BEGIN

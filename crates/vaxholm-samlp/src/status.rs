#![forbid(unsafe_code)]

//! Evaluation outcomes and SAML protocol status codes.

use crate::version::SamlVersion;
use tracing::debug;
use vaxholm_core::Error;

/// Terminal state of an evaluation.
#[derive(Debug, Clone, Copy, PartialEq, Eq)]
pub enum AssertionStatus {
    /// Accepted.
    None,
    /// Well-formed but does not meet policy.
    Falsified,
    /// Wrong version or malformed.
    ServerError,
    /// The message could not be examined at all.
    Failed,
}

impl std::fmt::Display for AssertionStatus {
    fn fmt(&self, f: &mut std::fmt::Formatter<'_>) -> std::fmt::Result {
        f.write_str(match self {
            Self::None => "NONE",
            Self::Falsified => "FALSIFIED",
            Self::ServerError => "SERVER_ERROR",
            Self::Failed => "FAILED",
        })
    }
}

/// An evaluation status with the reason it was reached.
#[derive(Debug, Clone, PartialEq, Eq)]
pub struct Evaluation {
    pub status: AssertionStatus,
    pub reason: Option<String>,
}

impl Evaluation {
    pub fn none() -> Self {
        Self {
            status: AssertionStatus::None,
            reason: None,
        }
    }

    pub fn falsified(reason: impl Into<String>) -> Self {
        Self::with_reason(AssertionStatus::Falsified, reason.into())
    }

    pub fn server_error(reason: impl Into<String>) -> Self {
        Self::with_reason(AssertionStatus::ServerError, reason.into())
    }

    pub fn failed(reason: impl Into<String>) -> Self {
        Self::with_reason(AssertionStatus::Failed, reason.into())
    }

    fn with_reason(status: AssertionStatus, reason: String) -> Self {
        debug!(%status, reason = reason.as_str(), "evaluation rejected message");
        Self {
            status,
            reason: Some(reason),
        }
    }

    pub fn is_none(&self) -> bool {
        self.status == AssertionStatus::None
    }
}

impl std::fmt::Display for Evaluation {
    fn fmt(&self, f: &mut std::fmt::Formatter<'_>) -> std::fmt::Result {
        match &self.reason {
            Some(reason) => write!(f, "{}: {reason}", self.status),
            None => write!(f, "{}", self.status),
        }
    }
}

/// Lets evaluation steps short-circuit with `?`.
pub(crate) type Step<T> = std::result::Result<T, Evaluation>;

// ── Protocol status codes ────────────────────────────────────────────

/// Status carried by a `samlp:Response`.
#[derive(Debug, Clone, Copy, PartialEq, Eq, Default)]
pub enum SamlStatus {
    #[default]
    Success,
    Requester,
    Responder,
    VersionMismatch,
    AuthnFailed,
    InvalidAttrNameOrValue,
    InvalidNameIdPolicy,
    NoPassive,
    RequestDenied,
    RequestUnsupported,
    RequestVersionDeprecated,
    RequestVersionTooHigh,
    RequestVersionTooLow,
    ResourceNotRecognized,
    TooManyResponses,
    UnknownAttrProfile,
    UnknownPrincipal,
    UnsupportedBinding,
}

const SAML2_STATUS_PREFIX: &str = "urn:oasis:names:tc:SAML:2.0:status:";

impl SamlStatus {
    const ALL: [SamlStatus; 18] = [
        Self::Success,
        Self::Requester,
        Self::Responder,
        Self::VersionMismatch,
        Self::AuthnFailed,
        Self::InvalidAttrNameOrValue,
        Self::InvalidNameIdPolicy,
        Self::NoPassive,
        Self::RequestDenied,
        Self::RequestUnsupported,
        Self::RequestVersionDeprecated,
        Self::RequestVersionTooHigh,
        Self::RequestVersionTooLow,
        Self::ResourceNotRecognized,
        Self::TooManyResponses,
        Self::UnknownAttrProfile,
        Self::UnknownPrincipal,
        Self::UnsupportedBinding,
    ];

    /// Local part of the code, shared by both versions.
    pub fn name(&self) -> &'static str {
        match self {
            Self::Success => "Success",
            Self::Requester => "Requester",
            Self::Responder => "Responder",
            Self::VersionMismatch => "VersionMismatch",
            Self::AuthnFailed => "AuthnFailed",
            Self::InvalidAttrNameOrValue => "InvalidAttrNameOrValue",
            Self::InvalidNameIdPolicy => "InvalidNameIDPolicy",
            Self::NoPassive => "NoPassive",
            Self::RequestDenied => "RequestDenied",
            Self::RequestUnsupported => "RequestUnsupported",
            Self::RequestVersionDeprecated => "RequestVersionDeprecated",
            Self::RequestVersionTooHigh => "RequestVersionTooHigh",
            Self::RequestVersionTooLow => "RequestVersionTooLow",
            Self::ResourceNotRecognized => "ResourceNotRecognized",
            Self::TooManyResponses => "TooManyResponses",
            Self::UnknownAttrProfile => "UnknownAttrProfile",
            Self::UnknownPrincipal => "UnknownPrincipal",
            Self::UnsupportedBinding => "UnsupportedBinding",
        }
    }

    pub fn is_success(&self) -> bool {
        *self == Self::Success
    }

    /// The top-level code a second-level code is nested under.
    pub fn top_level(&self) -> SamlStatus {
        match self {
            Self::Success | Self::Requester | Self::Responder | Self::VersionMismatch => *self,
            Self::AuthnFailed
            | Self::NoPassive
            | Self::UnknownPrincipal
            | Self::InvalidNameIdPolicy
            | Self::ResourceNotRecognized
            | Self::TooManyResponses => Self::Responder,
            Self::InvalidAttrNameOrValue
            | Self::RequestDenied
            | Self::RequestUnsupported
            | Self::RequestVersionDeprecated
            | Self::RequestVersionTooHigh
            | Self::RequestVersionTooLow
            | Self::UnknownAttrProfile
            | Self::UnsupportedBinding => Self::Requester,
        }
    }

    /// Whether `version` has a second-level code of this name.
    fn has_second_level(&self, version: SamlVersion) -> bool {
        if self.top_level() == *self {
            return false;
        }
        match version {
            SamlVersion::Saml2 => true,
            SamlVersion::Saml1_1 => matches!(
                self,
                Self::RequestDenied
                    | Self::RequestVersionDeprecated
                    | Self::RequestVersionTooHigh
                    | Self::RequestVersionTooLow
                    | Self::ResourceNotRecognized
                    | Self::TooManyResponses
            ),
        }
    }

    /// `(top, second)` code values as written in a `StatusCode` `Value`.
    /// SAML 2.0 uses URIs; SAML 1.1 uses `samlp:` QNames. Codes SAML 1.1
    /// lacks collapse to their top-level code.
    pub fn code_values(&self, version: SamlVersion) -> (String, Option<String>) {
        let write = |s: SamlStatus| match version {
            SamlVersion::Saml2 => format!("{SAML2_STATUS_PREFIX}{}", s.name()),
            SamlVersion::Saml1_1 => format!("samlp:{}", s.name()),
        };
        let second = self.has_second_level(version).then(|| write(*self));
        (write(self.top_level()), second)
    }

    /// Read a top-level `StatusCode` element.
    pub fn from_status_code(node: roxmltree::Node<'_, '_>) -> Option<SamlStatus> {
        let value = node.attribute("Value")?;
        let name = match SamlVersion::of_element(node)? {
            SamlVersion::Saml2 => value.strip_prefix(SAML2_STATUS_PREFIX)?,
            SamlVersion::Saml1_1 => {
                let (prefix, local) = value.split_once(':').unwrap_or(("", value));
                let prefix = (!prefix.is_empty()).then_some(prefix);
                if node.lookup_namespace_uri(prefix) != Some(vaxholm_core::ns::SAMLP1) {
                    return None;
                }
                local
            }
        };
        Self::ALL.into_iter().find(|s| s.name() == name)
    }
}

impl std::str::FromStr for SamlStatus {
    type Err = Error;

    fn from_str(s: &str) -> Result<Self, Self::Err> {
        let name = s.strip_prefix(SAML2_STATUS_PREFIX).unwrap_or(s);
        Self::ALL
            .into_iter()
            .find(|status| status.name().eq_ignore_ascii_case(name))
            .ok_or_else(|| Error::Configuration(format!("unknown SAML status: {s}")))
    }
}

#[cfg(test)]
mod tests {
    use super::*;

    #[test]
    fn test_saml2_code_values() {
        assert_eq!(
            SamlStatus::Success.code_values(SamlVersion::Saml2),
            ("urn:oasis:names:tc:SAML:2.0:status:Success".to_owned(), None)
        );
        let (top, second) = SamlStatus::AuthnFailed.code_values(SamlVersion::Saml2);
        assert_eq!(top, "urn:oasis:names:tc:SAML:2.0:status:Responder");
        assert_eq!(second.as_deref(), Some("urn:oasis:names:tc:SAML:2.0:status:AuthnFailed"));
    }

    #[test]
    fn test_saml11_code_values() {
        assert_eq!(
            SamlStatus::Success.code_values(SamlVersion::Saml1_1),
            ("samlp:Success".to_owned(), None)
        );
        assert_eq!(
            SamlStatus::RequestDenied.code_values(SamlVersion::Saml1_1),
            ("samlp:Requester".to_owned(), Some("samlp:RequestDenied".to_owned()))
        );
        // no SAML 1.1 equivalent
        assert_eq!(
            SamlStatus::AuthnFailed.code_values(SamlVersion::Saml1_1),
            ("samlp:Responder".to_owned(), None)
        );
    }

    #[test]
    fn test_read_status_code() {
        let doc = vaxholm_xml::parse(
            r#"<r><p:StatusCode xmlns:p="urn:oasis:names:tc:SAML:1.0:protocol" Value="p:Success"/><q:StatusCode xmlns:q="urn:oasis:names:tc:SAML:2.0:protocol" Value="urn:oasis:names:tc:SAML:2.0:status:Requester"/><p:StatusCode xmlns:p="urn:oasis:names:tc:SAML:1.0:protocol" Value="x:Success"/></r>"#,
        )
        .unwrap();
        let codes: Vec<_> = doc.root_element().children().filter(|n| n.is_element()).collect();
        assert_eq!(SamlStatus::from_status_code(codes[0]), Some(SamlStatus::Success));
        assert_eq!(SamlStatus::from_status_code(codes[1]), Some(SamlStatus::Requester));
        assert_eq!(SamlStatus::from_status_code(codes[2]), None);
    }

    #[test]
    fn test_parse_status() {
        assert_eq!("success".parse::<SamlStatus>().unwrap(), SamlStatus::Success);
        assert_eq!(
            "urn:oasis:names:tc:SAML:2.0:status:RequestDenied".parse::<SamlStatus>().unwrap(),
            SamlStatus::RequestDenied
        );
        assert!("Bogus".parse::<SamlStatus>().is_err());
    }

    #[test]
    fn test_evaluation_display() {
        assert_eq!(Evaluation::none().to_string(), "NONE");
        assert_eq!(Evaluation::falsified("Missing Issuer").to_string(), "FALSIFIED: Missing Issuer");
    }
}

END

PROMPT » Would you set down, word for word, the lines from the opening of the entries above through the line with "impl std::fmt::Display for AssertionStatus", both included, and no others?

SOLUTION FOR THIS TASK »
filename crates/vaxholm-samlp/src/status.rs
#![forbid(unsafe_code)]

//! Evaluation outcomes and SAML protocol status codes.

use crate::version::SamlVersion;
use tracing::debug;
use vaxholm_core::Error;

/// Terminal state of an evaluation.
#[derive(Debug, Clone, Copy, PartialEq, Eq)]
pub enum AssertionStatus {
    /// Accepted.
    None,
    /// Well-formed but does not meet policy.
    Falsified,
    /// Wrong version or malformed.
    ServerError,
    /// The message could not be examined at all.
    Failed,
}

impl std::fmt::Display for AssertionStatus {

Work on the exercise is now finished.